A few finite and infinite identities involving Pochhammer and $q$- Pochhammer symbols obtained via analytical methods
Paweł J. Szabłowski
TL;DR
The paper develops a unified analytic framework to derive identities involving Pochhammer and q-Pochhammer symbols by expanding the Radon–Nikodym derivative between two orthogonality measures in the connection-coefficient basis. Using Jacobi polynomials and the Beta distribution, it translates polynomial recurrences into explicit two-variable identities for Pochhammer symbols; using the Askey–Wilson scheme it does the same for q-Pochhammer symbols across eight suggested polynomial pairings.

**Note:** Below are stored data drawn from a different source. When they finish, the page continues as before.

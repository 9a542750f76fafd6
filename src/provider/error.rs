//! Classified provider failures.

// self
use crate::{_prelude::*, provider::ProviderOperation};

type BoxError = Box<dyn std::error::Error + Send + Sync>;

/// Canonical provider error categories produced by a [`ProviderStrategy`].
///
/// [`ProviderStrategy`]: crate::provider::ProviderStrategy
#[derive(Clone, Copy, Debug, PartialEq, Eq, Hash)]
pub enum ProviderErrorKind {
	/// Bad username/secret or unknown user. Never split further, to avoid user enumeration.
	InvalidCredentials,
	/// The proposed permanent secret fails the pool's password policy.
	InvalidNewSecret,
	/// The access token presented to `GetUser` has expired and may be refreshed.
	TokenExpired,
	/// `CreateUser` collided with an existing username.
	UsernameExists,
	/// The provider is throttling this caller; safe to retry after a delay.
	RateLimited,
	/// Anything else, including transport failures and malformed responses.
	Unexpected,
}

/// Failure reported by an [`IdentityProvider`] call.
///
/// [`IdentityProvider`]: crate::provider::IdentityProvider
#[derive(Debug, ThisError)]
#[error("{operation} failed ({kind:?}): {message}")]
pub struct ProviderError {
	/// Call that failed.
	pub operation: ProviderOperation,
	/// Classification used by the flows.
	pub kind: ProviderErrorKind,
	/// Provider- or gateway-supplied message.
	pub message: String,
	/// Provider error code (for Cognito, the `__type` field), when available.
	pub code: Option<String>,
	/// HTTP status code, when available.
	pub status: Option<u16>,
	/// Retry-After hint from upstream, if supplied.
	pub retry_after: Option<StdDuration>,
	/// Number of attempts made before this error surfaced.
	pub attempts: u32,
	/// Underlying transport or parsing failure.
	#[source]
	pub source: Option<BoxError>,
}
impl ProviderError {
	/// Creates an error for the given call and classification.
	pub fn new(
		operation: ProviderOperation,
		kind: ProviderErrorKind,
		message: impl Into<String>,
	) -> Self {
		Self {
			operation,
			kind,
			message: message.into(),
			code: None,
			status: None,
			retry_after: None,
			attempts: 1,
			source: None,
		}
	}

	/// Attaches the provider error code.
	pub fn with_code(mut self, code: impl Into<String>) -> Self {
		self.code = Some(code.into());

		self
	}

	/// Attaches the HTTP status code.
	pub fn with_status(mut self, status: u16) -> Self {
		self.status = Some(status);

		self
	}

	/// Attaches a Retry-After hint.
	pub fn with_retry_after(mut self, retry_after: StdDuration) -> Self {
		self.retry_after = Some(retry_after);

		self
	}

	/// Attaches the underlying failure.
	pub fn with_source(mut self, source: impl 'static + Send + Sync + StdError) -> Self {
		self.source = Some(Box::new(source));

		self
	}

	/// Returns true when the failure is a throttling signal.
	pub fn is_rate_limited(&self) -> bool {
		self.kind == ProviderErrorKind::RateLimited
	}
}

The main contributions are eight concrete finite/ infinite identities linking $q$-Pochhammer objects and classical Pochhammer structures, obtained by density-expansion arguments and coefficient-relationship in the CC matrices. The results provide a coherent method to generate and justify a large class of identities, with potential applications in combinatorics, hypergeometric transformations, and $q$-series transformations. Overall, the work offers a principled route to simplify calculations involving Pochhammer symbols and to discover new algebraic relations among orthogonal-polynomial families.
Abstract
We present several identities with a form of polynomials or rational functions that involve Pochhammer and q-Pochhammer symbols and q-binomials (i.e. Gauss polynomials). All these identities were obtained by some analytical methods based on infinite expansions of the ratio of densities in a Fourier series of polynomials orthogonal with respect to the density in the denominator. We want a unified approach to justify many known and unknown identities. The purpose of studying these identities is to simplify calculations occurring while dealing with Pochhammer and q-Pochhammer symbols. Additional possible applications of the results presented in the paper are applications within the Combinatorics and the transformation formulae of hypergeometric and basic hypergeometric functions.